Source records
——

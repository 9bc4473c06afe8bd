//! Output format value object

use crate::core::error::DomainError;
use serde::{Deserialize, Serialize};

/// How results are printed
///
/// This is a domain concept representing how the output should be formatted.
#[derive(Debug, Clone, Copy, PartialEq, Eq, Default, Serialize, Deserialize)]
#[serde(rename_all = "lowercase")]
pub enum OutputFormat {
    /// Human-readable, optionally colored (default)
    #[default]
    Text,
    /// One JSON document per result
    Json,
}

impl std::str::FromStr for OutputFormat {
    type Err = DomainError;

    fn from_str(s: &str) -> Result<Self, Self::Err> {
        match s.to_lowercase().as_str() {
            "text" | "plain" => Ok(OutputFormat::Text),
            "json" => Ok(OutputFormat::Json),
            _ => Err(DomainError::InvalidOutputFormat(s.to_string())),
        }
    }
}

——

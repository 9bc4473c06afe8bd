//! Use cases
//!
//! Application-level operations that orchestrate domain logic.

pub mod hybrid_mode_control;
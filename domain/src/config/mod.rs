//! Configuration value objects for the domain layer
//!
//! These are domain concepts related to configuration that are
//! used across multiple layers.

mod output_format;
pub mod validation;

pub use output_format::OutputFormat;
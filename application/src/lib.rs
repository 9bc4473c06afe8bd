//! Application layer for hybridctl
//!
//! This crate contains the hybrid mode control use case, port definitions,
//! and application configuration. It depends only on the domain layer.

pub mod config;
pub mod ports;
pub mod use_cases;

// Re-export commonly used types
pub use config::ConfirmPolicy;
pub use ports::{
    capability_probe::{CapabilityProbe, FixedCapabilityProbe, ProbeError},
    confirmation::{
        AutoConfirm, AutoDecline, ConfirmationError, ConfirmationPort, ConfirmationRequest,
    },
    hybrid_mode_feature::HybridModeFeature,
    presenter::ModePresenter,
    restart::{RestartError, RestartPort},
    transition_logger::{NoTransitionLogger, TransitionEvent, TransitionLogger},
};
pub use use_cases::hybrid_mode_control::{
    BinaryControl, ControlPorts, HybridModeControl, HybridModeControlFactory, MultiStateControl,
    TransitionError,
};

——

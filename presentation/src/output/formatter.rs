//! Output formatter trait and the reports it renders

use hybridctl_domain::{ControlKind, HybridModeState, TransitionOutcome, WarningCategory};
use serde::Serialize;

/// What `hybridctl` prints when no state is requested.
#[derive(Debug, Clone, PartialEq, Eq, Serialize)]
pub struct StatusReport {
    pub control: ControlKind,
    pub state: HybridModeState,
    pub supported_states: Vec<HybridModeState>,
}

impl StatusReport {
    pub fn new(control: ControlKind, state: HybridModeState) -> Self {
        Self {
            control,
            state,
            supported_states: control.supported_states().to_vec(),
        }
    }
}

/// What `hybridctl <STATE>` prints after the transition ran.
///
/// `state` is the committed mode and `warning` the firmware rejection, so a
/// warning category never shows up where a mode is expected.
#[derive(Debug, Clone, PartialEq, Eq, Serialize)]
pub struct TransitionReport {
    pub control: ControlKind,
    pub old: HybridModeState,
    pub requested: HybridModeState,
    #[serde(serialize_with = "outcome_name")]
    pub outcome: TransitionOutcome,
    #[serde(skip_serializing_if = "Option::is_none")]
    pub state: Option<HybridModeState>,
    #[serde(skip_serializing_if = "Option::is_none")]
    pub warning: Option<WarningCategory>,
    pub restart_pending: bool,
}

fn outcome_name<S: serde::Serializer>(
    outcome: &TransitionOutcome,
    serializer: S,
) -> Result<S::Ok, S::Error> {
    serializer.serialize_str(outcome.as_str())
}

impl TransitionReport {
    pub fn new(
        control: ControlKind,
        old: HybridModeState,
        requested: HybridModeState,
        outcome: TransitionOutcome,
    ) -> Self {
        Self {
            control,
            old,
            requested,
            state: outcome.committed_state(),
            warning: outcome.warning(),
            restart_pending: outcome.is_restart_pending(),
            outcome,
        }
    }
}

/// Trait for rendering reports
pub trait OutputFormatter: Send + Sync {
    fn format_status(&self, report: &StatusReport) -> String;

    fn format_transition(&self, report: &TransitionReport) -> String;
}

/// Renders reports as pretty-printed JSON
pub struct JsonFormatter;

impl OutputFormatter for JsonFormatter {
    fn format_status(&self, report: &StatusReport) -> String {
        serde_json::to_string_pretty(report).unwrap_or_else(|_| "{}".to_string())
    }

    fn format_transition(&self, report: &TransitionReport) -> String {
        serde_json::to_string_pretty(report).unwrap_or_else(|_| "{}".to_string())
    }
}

——

## What the task asks
Both the line containing "filename domain/src/config/mod.rs" and the line containing "filename application/src/lib.rs" belong in the answer. Print them and every line above that falls between them exactly, and no others.

## Task output
filename domain/src/config/mod.rs
//! Configuration value objects for the domain layer
//!
//! These are domain concepts related to configuration that are
//! used across multiple layers.

mod output_format;
pub mod validation;

pub use output_format::OutputFormat;
filename application/src/lib.rs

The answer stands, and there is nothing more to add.